Only the number is wanted: tally the lines below that contain the word "None".

(Dataset entries)

——

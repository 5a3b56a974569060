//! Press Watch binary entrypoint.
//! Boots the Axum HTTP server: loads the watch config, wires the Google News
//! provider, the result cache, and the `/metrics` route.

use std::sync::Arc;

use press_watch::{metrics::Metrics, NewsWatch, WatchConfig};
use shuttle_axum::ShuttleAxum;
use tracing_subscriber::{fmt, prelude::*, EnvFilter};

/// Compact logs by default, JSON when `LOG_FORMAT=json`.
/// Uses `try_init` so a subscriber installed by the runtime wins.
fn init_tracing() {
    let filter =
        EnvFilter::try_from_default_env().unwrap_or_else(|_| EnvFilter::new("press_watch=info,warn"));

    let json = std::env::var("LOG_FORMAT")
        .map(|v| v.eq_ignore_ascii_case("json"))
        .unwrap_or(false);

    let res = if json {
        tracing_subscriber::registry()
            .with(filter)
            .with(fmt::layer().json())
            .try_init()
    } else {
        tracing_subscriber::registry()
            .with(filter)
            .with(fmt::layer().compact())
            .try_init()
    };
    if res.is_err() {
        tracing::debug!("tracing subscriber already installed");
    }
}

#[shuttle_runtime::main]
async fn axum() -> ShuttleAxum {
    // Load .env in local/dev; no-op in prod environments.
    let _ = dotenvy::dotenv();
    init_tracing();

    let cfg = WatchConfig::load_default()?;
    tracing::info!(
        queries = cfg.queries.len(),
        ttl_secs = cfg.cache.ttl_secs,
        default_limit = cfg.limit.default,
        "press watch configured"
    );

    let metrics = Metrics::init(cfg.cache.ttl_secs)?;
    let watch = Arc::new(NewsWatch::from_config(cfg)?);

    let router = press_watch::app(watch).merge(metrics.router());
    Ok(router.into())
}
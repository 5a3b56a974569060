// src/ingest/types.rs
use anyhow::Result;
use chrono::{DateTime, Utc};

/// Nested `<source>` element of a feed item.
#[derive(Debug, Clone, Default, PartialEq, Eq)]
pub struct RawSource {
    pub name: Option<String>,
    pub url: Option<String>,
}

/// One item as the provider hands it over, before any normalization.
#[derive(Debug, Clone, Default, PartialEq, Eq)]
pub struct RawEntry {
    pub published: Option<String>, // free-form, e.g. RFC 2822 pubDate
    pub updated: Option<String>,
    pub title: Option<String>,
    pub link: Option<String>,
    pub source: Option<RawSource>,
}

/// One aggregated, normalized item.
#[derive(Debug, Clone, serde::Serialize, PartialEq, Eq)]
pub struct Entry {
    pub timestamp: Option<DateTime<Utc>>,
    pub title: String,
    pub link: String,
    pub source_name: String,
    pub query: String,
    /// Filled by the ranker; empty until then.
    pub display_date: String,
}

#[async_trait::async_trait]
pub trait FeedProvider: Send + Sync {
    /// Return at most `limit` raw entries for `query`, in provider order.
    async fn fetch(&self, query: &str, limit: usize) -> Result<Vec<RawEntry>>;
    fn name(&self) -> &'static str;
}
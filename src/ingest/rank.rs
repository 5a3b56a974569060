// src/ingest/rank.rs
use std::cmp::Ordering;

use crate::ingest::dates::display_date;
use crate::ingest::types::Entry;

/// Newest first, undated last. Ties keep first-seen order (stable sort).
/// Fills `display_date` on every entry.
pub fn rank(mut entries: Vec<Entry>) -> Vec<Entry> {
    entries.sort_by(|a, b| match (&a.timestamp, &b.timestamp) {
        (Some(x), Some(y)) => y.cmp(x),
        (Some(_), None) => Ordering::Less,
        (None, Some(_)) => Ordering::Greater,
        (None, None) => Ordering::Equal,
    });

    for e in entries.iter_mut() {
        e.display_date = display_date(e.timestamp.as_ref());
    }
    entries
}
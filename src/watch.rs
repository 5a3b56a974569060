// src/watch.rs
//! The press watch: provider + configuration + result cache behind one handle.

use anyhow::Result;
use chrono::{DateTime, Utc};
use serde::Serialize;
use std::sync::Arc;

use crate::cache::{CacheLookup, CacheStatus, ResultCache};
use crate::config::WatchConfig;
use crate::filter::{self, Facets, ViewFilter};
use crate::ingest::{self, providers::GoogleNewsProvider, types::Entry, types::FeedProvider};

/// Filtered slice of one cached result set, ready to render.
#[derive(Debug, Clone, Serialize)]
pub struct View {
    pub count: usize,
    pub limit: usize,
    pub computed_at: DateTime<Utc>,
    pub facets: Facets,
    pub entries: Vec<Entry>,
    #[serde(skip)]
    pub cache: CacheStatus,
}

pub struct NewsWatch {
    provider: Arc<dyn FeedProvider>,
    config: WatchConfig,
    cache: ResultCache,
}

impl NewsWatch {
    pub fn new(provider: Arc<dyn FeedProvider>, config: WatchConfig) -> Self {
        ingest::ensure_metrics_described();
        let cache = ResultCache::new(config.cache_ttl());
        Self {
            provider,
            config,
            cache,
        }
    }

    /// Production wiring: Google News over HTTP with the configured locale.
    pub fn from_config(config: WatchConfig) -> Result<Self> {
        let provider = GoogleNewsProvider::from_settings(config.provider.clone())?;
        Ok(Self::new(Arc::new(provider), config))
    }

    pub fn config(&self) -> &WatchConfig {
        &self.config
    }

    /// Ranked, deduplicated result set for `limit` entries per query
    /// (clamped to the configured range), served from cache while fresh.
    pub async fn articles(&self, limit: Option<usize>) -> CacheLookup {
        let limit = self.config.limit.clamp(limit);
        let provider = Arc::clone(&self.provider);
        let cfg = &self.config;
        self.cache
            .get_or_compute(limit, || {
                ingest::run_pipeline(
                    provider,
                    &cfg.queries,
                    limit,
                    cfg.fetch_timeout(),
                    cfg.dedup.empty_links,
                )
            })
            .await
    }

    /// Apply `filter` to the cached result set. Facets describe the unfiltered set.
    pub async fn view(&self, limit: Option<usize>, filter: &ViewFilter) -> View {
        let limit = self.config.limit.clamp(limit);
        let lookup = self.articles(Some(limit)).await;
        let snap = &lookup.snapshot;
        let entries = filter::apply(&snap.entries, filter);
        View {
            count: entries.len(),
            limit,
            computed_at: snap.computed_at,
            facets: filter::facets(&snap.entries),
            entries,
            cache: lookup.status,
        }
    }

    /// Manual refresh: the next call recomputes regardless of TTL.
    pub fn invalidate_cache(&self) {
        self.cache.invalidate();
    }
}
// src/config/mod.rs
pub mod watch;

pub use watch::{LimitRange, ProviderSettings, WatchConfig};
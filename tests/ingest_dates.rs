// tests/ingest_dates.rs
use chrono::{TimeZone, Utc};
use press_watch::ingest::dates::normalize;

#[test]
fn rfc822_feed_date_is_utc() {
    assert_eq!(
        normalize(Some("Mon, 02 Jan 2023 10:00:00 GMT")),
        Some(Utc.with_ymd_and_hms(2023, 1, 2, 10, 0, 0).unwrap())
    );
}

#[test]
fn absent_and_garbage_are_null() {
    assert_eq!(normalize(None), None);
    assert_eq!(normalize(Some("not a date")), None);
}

——

• [Task answer] 5